Support the news
Weight loss lessons from the TV show “The Biggest Loser”. A study of the show's contestants reveals why it’s so hard to keep off the weight we lose.
With guest host Jane Clayson.
It takes a lot of courage to step on the scale on The Biggest Loser TV show. Sean Algier dropped 155 pounds after grueling training regimen. And then, gained it all back and a little more. Don’t blame donuts. It’s his metabolism that’s done him in. We’ll unpack the physiology and psychology of weight loss. Later in the hour, we'll take a deep dive into American food culture with the author of Devoured. This hour On Point: Weighing weight loss.

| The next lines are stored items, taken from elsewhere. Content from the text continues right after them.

// Copyright (C) 2026 Fred Clausen
// Use of this source code is governed by an MIT-style
// license that can be found in the LICENSE file or at
// https://opensource.org/licenses/MIT.

//! `MySQL`/`MariaDB` connection setup.
//!
//! The schema in `migrations_mysql/` mirrors `migrations/` table for table.
//! Identifiers become `BIGINT AUTO_INCREMENT`, bounded text columns become
//! `VARCHAR`, and every table uses `InnoDB` so the foreign keys and the
//! per-tenant unique constraints on `document_number` and `conversion_key`
//! are enforced. Both directories must change together.
//!
//! Validation against a live server runs only through the ignored tests in
//! `tests/backend_validation_tests.rs`.

use diesel::dsl::sql;
use diesel::sql_types::{BigInt, Integer};
use diesel::{Connection, MysqlConnection, QueryableByName, RunQueryDsl};
use diesel_migrations::{EmbeddedMigrations, MigrationHarness, embed_migrations};
use tracing::info;

use crate::error::PersistenceError;

#[derive(QueryableByName)]
struct ForeignKeyCheck {
    #[diesel(sql_type = Integer)]
    fk_checks: i32,
}

/// Reads `LAST_INSERT_ID()` for the connection.
///
/// # Errors
///
/// Returns an error if the query fails.
pub fn get_last_insert_rowid(conn: &mut MysqlConnection) -> Result<i64, PersistenceError> {
    Ok(diesel::select(sql::<BigInt>("LAST_INSERT_ID()")).get_result(conn)?)
}

pub const MYSQL_MIGRATIONS: EmbeddedMigrations = embed_migrations!("migrations_mysql");

/// Connects to `MySQL`/`MariaDB` and migrates the schema.
///
/// # Errors
///
/// Returns an error if the connection cannot be established or a migration
/// fails.
pub fn initialize_database(database_url: &str) -> Result<MysqlConnection, PersistenceError> {
    info!("Connecting to MySQL document store");

    let mut conn: MysqlConnection = MysqlConnection::establish(database_url)
        .map_err(|e| PersistenceError::DatabaseConnectionFailed(e.to_string()))?;

    run_migrations(&mut conn).map_err(|e| PersistenceError::MigrationFailed(e.to_string()))?;

    Ok(conn)
}

/// Applies any pending `MySQL` migrations.
///
/// # Errors
///
/// Returns an error if a migration fails to apply.
pub fn run_migrations(
    conn: &mut MysqlConnection,
) -> Result<(), Box<dyn std::error::Error + Send + Sync>> {
    info!("Running MySQL document store migrations");
    conn.run_pending_migrations(MYSQL_MIGRATIONS)?;
    Ok(())
}

/// Checks `@@foreign_key_checks` for the session.
///
/// # Errors
///
/// Returns an error if the variable cannot be read or is switched off.
pub fn verify_foreign_key_enforcement(conn: &mut MysqlConnection) -> Result<(), PersistenceError> {
    let check: ForeignKeyCheck = diesel::sql_query("SELECT @@foreign_key_checks AS fk_checks")
        .get_result(conn)
        .map_err(|e| {
            PersistenceError::QueryFailed(format!(
                "Failed to verify foreign key enforcement: {e}"
            ))
        })?;

    if check.fk_checks != 1 {
        return Err(PersistenceError::ForeignKeyEnforcementNotEnabled);
    }

    info!("MySQL foreign key enforcement is enabled");
    Ok(())
}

Gina Kolata, science and medicine reporter at the New York Times. Author of Rethinking Thin: The New Science of Weight Loss and the Myths and Realities of Dieting. (@ginakolata)
Sean Algaier, contestant on Season 8 of "The Biggest Loser." He lost 155 lbs on the show. Pastor at the Providence Road Church of Christ in Charlotte, North Carolina. (@seanalgaier)
Kevin Hall, senior investigator for the National Institute of Health, who specializes in the study of metabolism and obesity. Lead researcher on the new “Biggest Loser” study.
From The Reading List
After ‘The Biggest Loser,’ Their Bodies Fought to Regain Weight — Researchers knew that just about anyone who deliberately loses weight — even if they start at a normal weight or even underweight — will have a slower metabolism when the diet ends. So they were not surprised to see that “The Biggest Loser” contestants had slow metabolisms when the show ended. What shocked the researchers was what happened next: As the years went by and the numbers on the scale climbed, the contestants’ metabolisms did not recover. They became even slower, and the pounds kept piling on. It was as if their bodies were intensifying their effort to pull the contestants back to their original weight. (New York Times)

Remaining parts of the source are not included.